I have a recurring sex Dream - I am walking along the street, fully clothed, but my face is covered in fresh cum after a few guys had masturbated over me before I left my flat. In my Dream, I love the reaction of the people I meet!
I'm just trying to realistically imagine the reaction of people seeing a person walk around with sperm on their face....and what would be something to love about it? lol. ah, these forums, I tell ya.
I'm really in the mood to slide my hot, wet, ready pussy lips over a hard dick. I want to have my way with it, take it in when I want and ride it hard. I want a night of hot, sweaty good sex.
What about your friend who's 12 years younger than you that you have a crush on, or at least had a crush on two years ago? I'm sure he'd love to let you have your way with him, lol.
I can't believe I read this shit, I seriously was completely the same way... You're not a bitch, I don't know what it is or what it means and have no real input here, lol. but I know exactly what you went through.
Your info is misconstrued, yet I am amazed that you took note of me since two years ago. ....interesting and random. Not sure if creepy yet.
Quiet Storm, I'm not exactly sure what happened when I read this, but I'm pretty sure that I just went all the way through puberty again in like 5 minutes. Ouch.

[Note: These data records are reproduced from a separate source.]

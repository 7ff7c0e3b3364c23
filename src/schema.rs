//! Table schema as served by `GET /table/{id}`: field descriptors and views.
//! Keys this crate does not interpret are kept in `extra` so the schema round-trips unchanged.

use serde::{Deserialize, Serialize};
use serde_json::{Map, Value};

/// Field type tag. Drives display formatting; unknown tags fall back to plain rendering.
#[derive(Clone, Copy, Debug, Default, PartialEq, Eq, Hash, Serialize, Deserialize)]
pub enum FieldType {
    #[serde(rename = "text", alias = "singleLineText")]
    Text,
    #[serde(rename = "long_text", alias = "longText")]
    LongText,
    #[serde(rename = "email")]
    Email,
    #[serde(rename = "url", alias = "URL")]
    Url,
    #[serde(rename = "phone")]
    Phone,
    #[serde(rename = "number")]
    Number,
    #[serde(rename = "currency")]
    Currency,
    #[serde(rename = "percent")]
    Percent,
    #[serde(rename = "duration")]
    Duration,
    #[serde(rename = "date")]
    Date,
    #[serde(rename = "datetime", alias = "dateTime", alias = "date_time")]
    DateTime,
    #[serde(rename = "checkbox")]
    Checkbox,
    #[serde(rename = "single_select", alias = "singleSelect")]
    SingleSelect,
    #[serde(rename = "multi_select", alias = "multiSelect")]
    MultiSelect,
    #[serde(rename = "user")]
    User,
    #[serde(rename = "attachment")]
    Attachment,
    #[serde(rename = "json", alias = "JSON")]
    Json,
    #[default]
    #[serde(other)]
    Unknown,
}

/// Select option: either a bare string or `{value, label}`.
#[derive(Clone, Debug, PartialEq, Serialize, Deserialize)]
#[serde(untagged)]
pub enum FieldOption {
    Plain(String),
    Labeled { value: String, label: String },
}

impl FieldOption {
    pub fn value(&self) -> &str {
        match self {
            FieldOption::Plain(s) => s,
            FieldOption::Labeled { value, .. } => value,
        }
    }

    pub fn label(&self) -> &str {
        match self {
            FieldOption::Plain(s) => s,
            FieldOption::Labeled { label, .. } => label,
        }
    }
}

#[derive(Clone, Debug, Default, PartialEq, Serialize, Deserialize)]
pub struct TableField {
    #[serde(default, skip_serializing_if = "Option::is_none")]
    pub id: Option<String>,
    #[serde(default)]
    pub name: String,
    /// Key of this field inside a record's `fields` map.
    #[serde(default, skip_serializing_if = "Option::is_none")]
    pub db_field_name: Option<String>,
    #[serde(rename = "type", default)]
    pub field_type: FieldType,
    #[serde(default)]
    pub required: bool,
    #[serde(default)]
    pub hidden: bool,
    #[serde(default, skip_serializing_if = "Option::is_none")]
    pub decimals: Option<u32>,
    #[serde(default, skip_serializing_if = "Option::is_none")]
    pub currency: Option<String>,
    #[serde(default, skip_serializing_if = "Option::is_none")]
    pub locale: Option<String>,
    #[serde(default, skip_serializing_if = "Vec::is_empty")]
    pub options: Vec<FieldOption>,
    #[serde(flatten)]
    pub extra: Map<String, Value>,
}

impl TableField {
    pub fn new(name: impl Into<String>, field_type: FieldType) -> Self {
        TableField {
            name: name.into(),
            field_type,
            ..Default::default()
        }
    }

    /// Record key for this field: `db_field_name` when present, else `name`.
    pub fn record_key(&self) -> &str {
        self.db_field_name.as_deref().unwrap_or(&self.name)
    }
}

#[derive(Clone, Debug, Default, PartialEq, Serialize, Deserialize)]
pub struct FieldList {
    #[serde(default)]
    pub items: Vec<TableField>,
}

#[derive(Clone, Debug, Default, PartialEq, Serialize, Deserialize)]
pub struct TableView {
    #[serde(default, skip_serializing_if = "Option::is_none")]
    pub id: Option<String>,
    #[serde(default, skip_serializing_if = "Option::is_none")]
    pub name: Option<String>,
    #[serde(flatten)]
    pub extra: Map<String, Value>,
}

#[derive(Clone, Debug, Default, PartialEq, Serialize, Deserialize)]
pub struct ViewList {
    #[serde(default)]
    pub items: Vec<TableView>,
}

#[derive(Clone, Debug, Default, PartialEq, Serialize, Deserialize)]
pub struct TableSchema {
    #[serde(default, skip_serializing_if = "Option::is_none")]
    pub id: Option<String>,
    #[serde(default, skip_serializing_if = "Option::is_none")]
    pub name: Option<String>,
    #[serde(default)]
    pub fields: FieldList,
    #[serde(default)]
    pub views: ViewList,
    #[serde(flatten)]
    pub extra: Map<String, Value>,
}

impl TableSchema {
    pub fn field(&self, name: &str) -> Option<&TableField> {
        self.fields.items.iter().find(|f| f.name == name)
    }

    /// Fields not marked hidden, in schema order.
    pub fn visible_fields(&self) -> impl Iterator<Item = &TableField> {
        self.fields
            .items
            .iter()
            .filter(|f| !f.hidden && !f.name.is_empty())
    }
}

#[cfg(test)]
mod tests {
    use super::*;
    use serde_json::json;

    #[test]
    fn test_schema_decodes_fields_and_keeps_unknown_keys() {
        let schema: TableSchema = serde_json::from_value(json!({
            "id": "t1",
            "name": "users",
            "fields": {"items": [
                {"name": "Age", "db_field_name": "age", "type": "number", "decimals": 1},
                {"name": "Tags", "type": "multiSelect", "options": ["a", {"value": "b", "label": "Bee"}]},
                {"name": "Secret", "type": "text", "hidden": true},
                {"name": "Rating", "type": "stars"}
            ]},
            "views": {"items": [{"id": "v1", "name": "Grid", "kind": "grid"}]},
            "color": "blue"
        }))
        .unwrap();

        assert_eq!(schema.fields.items.len(), 4);
        let age = schema.field("Age").unwrap();
        assert_eq!(age.field_type, FieldType::Number);
        assert_eq!(age.record_key(), "age");
        assert_eq!(age.decimals, Some(1));
        let tags = schema.field("Tags").unwrap();
        assert_eq!(tags.field_type, FieldType::MultiSelect);
        assert_eq!(tags.options[1].label(), "Bee");
        assert_eq!(tags.options[0].value(), "a");
        assert_eq!(schema.field("Rating").unwrap().field_type, FieldType::Unknown);
        assert_eq!(schema.visible_fields().count(), 3);
        assert_eq!(schema.views.items[0].extra.get("kind"), Some(&json!("grid")));
        assert_eq!(schema.extra.get("color"), Some(&json!("blue")));
    }

    #[test]
    fn test_empty_schema_decodes() {
        let schema: TableSchema = serde_json::from_value(json!({})).unwrap();
        assert!(schema.fields.items.is_empty());
        assert!(schema.views.items.is_empty());
    }
}
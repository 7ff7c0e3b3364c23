//! Typed errors and backend error-envelope decoding.

use serde::Deserialize;
use thiserror::Error;

#[derive(Error, Debug, Clone, PartialEq, Eq)]
pub enum ConfigError {
    #[error("database configuration is not set; call ConfigHolder::set first")]
    NotConfigured,
    #[error("table '{name}' has id \"{id}\", which is not a valid UUID")]
    InvalidTableId { name: String, id: String },
    #[error("config load: {0}")]
    Load(String),
    #[error("validation: {0}")]
    Validation(String),
}

#[derive(Error, Debug)]
pub enum DatabaseError {
    #[error(transparent)]
    Config(#[from] ConfigError),
    #[error("table {0} not found")]
    UnknownTable(String),
    #[error("transport: {0}")]
    Transport(#[from] reqwest::Error),
    #[error("request failed with status {status}: {message}")]
    Status {
        status: u16,
        code: Option<String>,
        message: String,
    },
    #[error("decode: {0}")]
    Decode(String),
    #[error("empty response from {0}")]
    EmptyResponse(&'static str),
}

impl DatabaseError {
    /// Failures that a resubmitted read may not hit again. Precondition failures never qualify.
    pub fn is_retryable(&self) -> bool {
        matches!(
            self,
            DatabaseError::Transport(_)
                | DatabaseError::Status { .. }
                | DatabaseError::Decode(_)
                | DatabaseError::EmptyResponse(_)
        )
    }
}

/// Error envelope returned by the table service: `{"error": {"code", "message", "details"}}`.
#[derive(Deserialize, Debug)]
pub struct ErrorBody {
    pub error: ErrorDetail,
}

#[derive(Deserialize, Debug)]
pub struct ErrorDetail {
    #[serde(default)]
    pub code: Option<String>,
    pub message: String,
    #[serde(default)]
    pub details: Option<serde_json::Value>,
}

impl DatabaseError {
    /// Build a status error from a non-2xx response body. Uses the envelope message when the body
    /// carries one, the raw text otherwise.
    pub fn from_status(status: u16, body: &str) -> Self {
        match serde_json::from_str::<ErrorBody>(body) {
            Ok(envelope) => DatabaseError::Status {
                status,
                code: envelope.error.code,
                message: envelope.error.message,
            },
            Err(_) => {
                let text = body.trim();
                DatabaseError::Status {
                    status,
                    code: None,
                    message: if text.is_empty() {
                        format!("HTTP {}", status)
                    } else {
                        text.to_string()
                    },
                }
            }
        }
    }
}
//! Database configuration: types, loading, validation and the shared holder.

pub mod holder;
pub mod loader;
pub mod types;
pub mod validator;

pub use holder::*;
pub use loader::*;
pub use types::*;
pub use validator::*;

Mind blowing isn't the WORD!..When she pushed me back on the bed..undid, my jeans,and lowered her mouth to suck me hard??...I was in HEAVEN!..when I went to pull out as I was about to cum..she pushed my hands away..lowered her head and continued..until I cum.in her mouth..I remember EVERYTHING!...she is NOW! my wife, and she satisfies me this way at least 3 times a week! Sometimes I wake up with her sucking me hard..and its BETTER!! every time. All my wife says is "Guess I have a lotta 'catching up" to do.
Mr. Man, I believe you have Quiet Storm confused with the OP - they share an avatar at the moment, but the post from nearly 2 years ago was from tokeandpoke. There, now it's less creepy. Btw, hi everybody - I'm new here. First post.
ohhh. Well...thank you dark river. And also very observant to figure things out. Welcome to the forums. LOL< I was thinking likewise. Quite impressed with dark riverr's first post.
I've been thinking about the possible wrong impression I have probably left with so many by my sexual posts. What if I had missed out on meeting good friends or cool people because I left the impression that I am a stupid sex craved person? When I am just airing my sexual desires or frustrations, kind of using this forum to vent. That I am not easy or stupid or a whore. I get messages all the time, that i just ignore, from men that have gotten the wrong impression from my posts, that think I'm a whore or just out for a hook up. I know it's a risk when I post, but I did it for me and love to write expressively and share my honest thoughts. Or should I not care at all? I'm just having one of those nights with thoughts on my mind. I didn't know where else to post this, but I wanted to get it off my chest.